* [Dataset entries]
•••••
use std::io::BufReader;
use std::path::{Path, PathBuf};
use std::time::Instant;

use chrono::Utc;
use serde::{Deserialize, Serialize};
use sha2::{Digest, Sha256};
use tracing::{debug, info, instrument, warn};
use uuid::Uuid;

use crate::core::config::DownloadConfig;
use crate::core::downloader::{PackageFetcher, DOWNLOAD_CHUNK_SIZE};
use crate::core::error::{LauncherError, LauncherResult};
use crate::core::platform::paths::{ensure_dir, RUNTIME_DIR_NAME};

use super::extract::Extractor;

pub const RUNTIME_METADATA_FILE: &str = "runtime.json";
const MIN_FREE_DISK_BYTES: u64 = 256 * 1024 * 1024;

/// One fallback install attempt.
#[derive(Debug, Clone, PartialEq, Eq)]
pub struct RuntimeInstallRequest {
    /// Install home; the runtime lands in `<home>/runtime`.
    pub home: PathBuf,
    pub host: String,
    pub path: String,
    pub sha256: Option<String>,
}

impl RuntimeInstallRequest {
    pub fn from_config(home: impl Into<PathBuf>, download: &DownloadConfig) -> Self {
        Self {
            home: home.into(),
            host: download.host.clone(),
            path: download.request_path(),
            sha256: download.sha256.clone(),
        }
    }

    pub fn url(&self) -> String {
        let path = if self.path.starts_with('/') {
            self.path.clone()
        } else {
            format!("/{}", self.path)
        };
        format!("https://{}{}", self.host, path)
    }

    pub fn runtime_dir(&self) -> PathBuf {
        self.home.join(RUNTIME_DIR_NAME)
    }
}

/// Written next to the installed runtime after a successful install.
#[derive(Debug, Clone, Serialize, Deserialize)]
pub struct InstalledRuntime {
    pub source_url: String,
    pub archive_sha256: String,
    pub installed_at: String,
    pub launcher_version: String,
}

/// Temporary archive and extraction directory of one attempt. Both are
/// removed when the guard goes out of scope, whatever the outcome.
struct StagingArea {
    archive: PathBuf,
    extract_dir: PathBuf,
}

impl StagingArea {
    fn new(home: &Path) -> Self {
        let staging_id = Uuid::new_v4().simple().to_string();
        Self {
            archive: home.join(format!("{staging_id}.download")),
            extract_dir: home.join(format!("{staging_id}_dir")),
        }
    }
}

impl Drop for StagingArea {
    fn drop(&mut self) {
        if self.extract_dir.exists() {
            if let Err(source) = std::fs::remove_dir_all(&self.extract_dir) {
                debug!("Failed to remove {:?}: {}", self.extract_dir, source);
            }
        }
        if self.archive.exists() {
            if let Err(source) = std::fs::remove_file(&self.archive) {
                debug!("Failed to remove {:?}: {}", self.archive, source);
            }
        }
    }
}

/// Download → extract → relocate.
pub struct RuntimeInstaller<'a> {
    fetcher: &'a dyn PackageFetcher,
    extractor: &'a dyn Extractor,
    min_free_bytes: u64,
}

impl<'a> RuntimeInstaller<'a> {
    pub fn new(fetcher: &'a dyn PackageFetcher, extractor: &'a dyn Extractor) -> Self {
        Self {
            fetcher,
            extractor,
            min_free_bytes: MIN_FREE_DISK_BYTES,
        }
    }

    /// `0` disables the free-space check.
    pub fn with_min_free_space(mut self, bytes: u64) -> Self {
        self.min_free_bytes = bytes;
        self
    }

    /// Installs a runtime into `<home>/runtime` and returns that directory.
    #[instrument(skip(self, request), fields(url = %request.url()))]
    pub async fn install(&self, request: &RuntimeInstallRequest) -> LauncherResult<PathBuf> {
        ensure_dir(&request.home)?;
        let staging = StagingArea::new(&request.home);
        if self.min_free_bytes > 0 {
            ensure_min_disk_space(&request.home, self.min_free_bytes)?;
        }

        let url = request.url();
        let download_start = Instant::now();
        let bytes = self.fetcher.fetch(&url, &staging.archive).await?;
        info!(
            "Runtime download finished: {} bytes in {:?}",
            bytes,
            download_start.elapsed()
        );

        let archive_sha256 = sha256_file(&staging.archive)?;
        if let Some(expected) = &request.sha256 {
            if !archive_sha256.eq_ignore_ascii_case(expected.trim()) {
                return Err(LauncherError::Sha256Mismatch {
                    path: staging.archive.clone(),
                    expected: expected.clone(),
                    actual: archive_sha256,
                });
            }
        }

        std::fs::create_dir(&staging.extract_dir).map_err(|source| LauncherError::Io {
            path: staging.extract_dir.clone(),
            source,
        })?;

        let extract_start = Instant::now();
        self.extractor
            .extract(&staging.archive, &staging.extract_dir)
            .await?;
        info!("Runtime extraction finished in {:?}", extract_start.elapsed());

        let top_level = single_top_level_dir(&staging.extract_dir)?;
        let runtime_dir = request.runtime_dir();
        relocate(&top_level, &runtime_dir)?;

        let metadata = InstalledRuntime {
            source_url: url,
            archive_sha256,
            installed_at: Utc::now().to_rfc3339(),
            launcher_version: env!("CARGO_PKG_VERSION").to_string(),
        };
        if let Err(err) = write_runtime_metadata(&runtime_dir, &metadata) {
            warn!("Could not record runtime metadata: {}", err);
        }

        info!("Runtime installed at {:?}", runtime_dir);
        Ok(runtime_dir)
    }
}

/// The only directory directly inside `dir`. Files are ignored; zero or
/// several directories mean the package layout is not the expected one.
pub fn single_top_level_dir(dir: &Path) -> LauncherResult<PathBuf> {
    let entries = std::fs::read_dir(dir).map_err(|source| LauncherError::Io {
        path: dir.to_path_buf(),
        source,
    })?;

    let dirs = entries
        .filter_map(Result::ok)
        .filter(|entry| {
            let name = entry.file_name();
            name != "." && name != ".."
        })
        .filter(|entry| entry.file_type().map(|ft| ft.is_dir()).unwrap_or(false))
        .map(|entry| entry.path())
        .collect::<Vec<_>>();

    match dirs.as_slice() {
        [only] => Ok(only.clone()),
        _ => Err(LauncherError::InvalidPackage {
            dir: dir.to_path_buf(),
            found: dirs.len(),
        }),
    }
}

/// Renames `from` to `to`. A previous runtime at `to` is moved aside first
/// and put back if the rename fails.
fn relocate(from: &Path, to: &Path) -> LauncherResult<()> {
    let backup = to.with_extension("backup");
    if backup.exists() {
        let _ = std::fs::remove_dir_all(&backup);
    }
    if to.exists() {
        std::fs::rename(to, &backup).map_err(|source| LauncherError::Io {
            path: backup.clone(),
            source,
        })?;
    }

    if let Err(source) = std::fs::rename(from, to) {
        if backup.exists() {
            let _ = std::fs::rename(&backup, to);
        }
        return Err(LauncherError::Io {
            path: to.to_path_buf(),
            source,
        });
    }

    if backup.exists() {
        let _ = std::fs::remove_dir_all(&backup);
    }
    Ok(())
}

fn write_runtime_metadata(runtime_dir: &Path, metadata: &InstalledRuntime) -> LauncherResult<()> {
    let metadata_path = runtime_dir.join(RUNTIME_METADATA_FILE);
    let payload = serde_json::to_vec_pretty(metadata)?;
    std::fs::write(&metadata_path, payload).map_err(|source| LauncherError::Io {
        path: metadata_path,
        source,
    })
}

fn ensure_min_disk_space(path: &Path, minimum_bytes: u64) -> LauncherResult<()> {
    let disks = sysinfo::Disks::new_with_refreshed_list();
    let canonical = std::fs::canonicalize(path).unwrap_or_else(|_| path.to_path_buf());
    let mut best_len = 0usize;
    let mut available = None;
    for disk in disks.list() {
        let mount = disk.mount_point();
        if canonical.starts_with(mount) {
            let len = mount.as_os_str().len();
            if len >= best_len {
                best_len = len;
                available = Some(disk.available_space());
            }
        }
    }
    if let Some(bytes) = available
        && bytes < minimum_bytes
    {
        return Err(LauncherError::InsufficientSpace {
            path: path.to_path_buf(),
            available: bytes,
            required: minimum_bytes,
        });
    }
    Ok(())
}

fn sha256_file(path: &Path) -> LauncherResult<String> {
    let io_err = |source: std::io::Error| LauncherError::Io {
        path: path.to_path_buf(),
        source,
    };
    let file = std::fs::File::open(path).map_err(io_err)?;
    let mut reader = BufReader::with_capacity(DOWNLOAD_CHUNK_SIZE, file);
    let mut hasher = Sha256::new();
    std::io::copy(&mut reader, &mut hasher).map_err(io_err)?;
    Ok(format!("{:x}", hasher.finalize()))
}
•••••
* [Exercise goal]
The exercise is to copy out every line above that has the word "struct" in it.

* [Task result]
pub struct RuntimeInstallRequest {
pub struct InstalledRuntime {
struct StagingArea {
pub struct RuntimeInstaller<'a> {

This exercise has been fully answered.